▶ Task details:
Search the data for the word "Free" and copy every line where it occurs.

[Material for this exercise Boundary: Start]

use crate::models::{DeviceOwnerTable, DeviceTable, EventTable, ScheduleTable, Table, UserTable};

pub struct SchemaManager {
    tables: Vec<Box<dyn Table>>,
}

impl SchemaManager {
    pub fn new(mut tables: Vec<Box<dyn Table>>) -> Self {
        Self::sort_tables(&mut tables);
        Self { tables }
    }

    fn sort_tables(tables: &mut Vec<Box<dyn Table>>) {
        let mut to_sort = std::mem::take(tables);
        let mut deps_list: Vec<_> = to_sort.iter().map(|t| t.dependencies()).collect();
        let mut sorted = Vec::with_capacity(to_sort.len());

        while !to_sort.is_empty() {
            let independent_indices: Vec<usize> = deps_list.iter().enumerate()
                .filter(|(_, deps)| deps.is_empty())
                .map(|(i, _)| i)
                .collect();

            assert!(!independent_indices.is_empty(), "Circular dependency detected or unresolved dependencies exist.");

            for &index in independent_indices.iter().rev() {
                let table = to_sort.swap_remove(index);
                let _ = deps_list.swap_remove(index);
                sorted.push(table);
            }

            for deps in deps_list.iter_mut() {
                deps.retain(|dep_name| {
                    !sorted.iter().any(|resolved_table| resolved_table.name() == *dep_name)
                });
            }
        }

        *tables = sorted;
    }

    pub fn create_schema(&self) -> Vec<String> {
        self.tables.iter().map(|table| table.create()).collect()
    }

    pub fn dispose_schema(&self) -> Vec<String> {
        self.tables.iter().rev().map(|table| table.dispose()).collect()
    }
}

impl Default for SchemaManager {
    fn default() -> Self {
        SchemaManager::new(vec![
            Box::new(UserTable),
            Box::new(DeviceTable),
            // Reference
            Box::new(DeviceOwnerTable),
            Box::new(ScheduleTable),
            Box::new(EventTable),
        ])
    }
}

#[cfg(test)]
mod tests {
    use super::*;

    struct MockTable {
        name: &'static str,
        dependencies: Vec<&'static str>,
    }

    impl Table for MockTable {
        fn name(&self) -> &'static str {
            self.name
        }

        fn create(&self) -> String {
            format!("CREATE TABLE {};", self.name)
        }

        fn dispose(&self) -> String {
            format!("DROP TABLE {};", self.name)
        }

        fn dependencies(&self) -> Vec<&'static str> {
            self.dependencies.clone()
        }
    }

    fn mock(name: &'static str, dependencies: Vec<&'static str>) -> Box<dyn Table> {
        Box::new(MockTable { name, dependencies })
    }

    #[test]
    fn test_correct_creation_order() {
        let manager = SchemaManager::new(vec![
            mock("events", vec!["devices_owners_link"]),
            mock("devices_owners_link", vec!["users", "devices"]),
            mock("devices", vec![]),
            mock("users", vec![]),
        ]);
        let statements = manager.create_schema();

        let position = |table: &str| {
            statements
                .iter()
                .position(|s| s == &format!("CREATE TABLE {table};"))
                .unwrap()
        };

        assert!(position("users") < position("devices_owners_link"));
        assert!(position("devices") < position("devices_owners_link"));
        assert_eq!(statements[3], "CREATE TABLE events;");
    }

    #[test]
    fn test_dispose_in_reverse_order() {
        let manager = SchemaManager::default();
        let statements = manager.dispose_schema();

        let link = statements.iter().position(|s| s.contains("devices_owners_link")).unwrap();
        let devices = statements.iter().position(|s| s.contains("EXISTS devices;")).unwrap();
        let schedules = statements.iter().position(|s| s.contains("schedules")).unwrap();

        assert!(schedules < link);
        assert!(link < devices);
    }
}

[Material for this exercise Boundary: End]
[Material for this exercise Boundary: Start]

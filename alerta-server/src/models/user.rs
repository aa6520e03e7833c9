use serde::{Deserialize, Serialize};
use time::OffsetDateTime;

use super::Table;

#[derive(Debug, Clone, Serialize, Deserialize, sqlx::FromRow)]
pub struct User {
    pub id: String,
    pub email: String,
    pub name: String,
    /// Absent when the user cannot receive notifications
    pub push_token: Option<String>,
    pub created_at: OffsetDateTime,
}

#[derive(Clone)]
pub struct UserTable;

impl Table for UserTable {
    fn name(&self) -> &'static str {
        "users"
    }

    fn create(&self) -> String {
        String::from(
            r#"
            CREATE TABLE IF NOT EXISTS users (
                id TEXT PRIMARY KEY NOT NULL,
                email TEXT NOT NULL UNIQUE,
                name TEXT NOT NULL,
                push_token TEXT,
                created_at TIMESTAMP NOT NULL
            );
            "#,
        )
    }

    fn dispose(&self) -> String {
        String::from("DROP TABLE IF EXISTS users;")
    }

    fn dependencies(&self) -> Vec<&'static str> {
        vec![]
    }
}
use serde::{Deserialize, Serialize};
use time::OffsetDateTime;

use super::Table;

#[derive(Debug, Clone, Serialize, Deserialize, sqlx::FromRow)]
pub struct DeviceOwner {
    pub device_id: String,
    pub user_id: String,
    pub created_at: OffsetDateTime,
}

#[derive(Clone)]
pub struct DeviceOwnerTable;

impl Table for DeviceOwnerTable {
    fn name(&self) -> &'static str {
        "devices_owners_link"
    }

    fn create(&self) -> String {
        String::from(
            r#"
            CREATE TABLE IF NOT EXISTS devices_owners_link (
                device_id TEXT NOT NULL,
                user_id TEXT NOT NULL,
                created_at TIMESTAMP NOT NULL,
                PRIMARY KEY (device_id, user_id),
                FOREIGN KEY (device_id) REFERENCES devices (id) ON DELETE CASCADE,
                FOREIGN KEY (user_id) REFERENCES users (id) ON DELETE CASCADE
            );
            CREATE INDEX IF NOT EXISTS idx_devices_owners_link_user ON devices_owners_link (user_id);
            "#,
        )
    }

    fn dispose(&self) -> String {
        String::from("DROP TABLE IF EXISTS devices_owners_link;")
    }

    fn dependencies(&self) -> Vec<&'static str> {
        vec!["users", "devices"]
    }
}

[Material for this exercise Boundary: End]
[Material for this exercise Boundary: Start]

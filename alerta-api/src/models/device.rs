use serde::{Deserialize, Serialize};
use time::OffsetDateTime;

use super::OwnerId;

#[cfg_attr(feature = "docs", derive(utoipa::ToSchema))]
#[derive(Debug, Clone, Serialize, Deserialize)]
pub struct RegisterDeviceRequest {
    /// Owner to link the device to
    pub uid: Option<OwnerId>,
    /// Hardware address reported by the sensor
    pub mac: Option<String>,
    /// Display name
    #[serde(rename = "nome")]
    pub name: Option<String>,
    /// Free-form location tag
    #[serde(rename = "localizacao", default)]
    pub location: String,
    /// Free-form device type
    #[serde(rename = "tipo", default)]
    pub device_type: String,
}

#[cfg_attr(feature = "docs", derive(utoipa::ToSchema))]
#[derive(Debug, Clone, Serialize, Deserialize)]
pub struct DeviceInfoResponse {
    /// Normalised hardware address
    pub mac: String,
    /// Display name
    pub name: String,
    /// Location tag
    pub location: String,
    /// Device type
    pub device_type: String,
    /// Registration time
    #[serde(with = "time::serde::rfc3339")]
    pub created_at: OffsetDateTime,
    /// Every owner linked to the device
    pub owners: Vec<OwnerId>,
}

[Material for this exercise Boundary: End]

▶ Answer section:
    /// Free-form location tag
    /// Free-form device type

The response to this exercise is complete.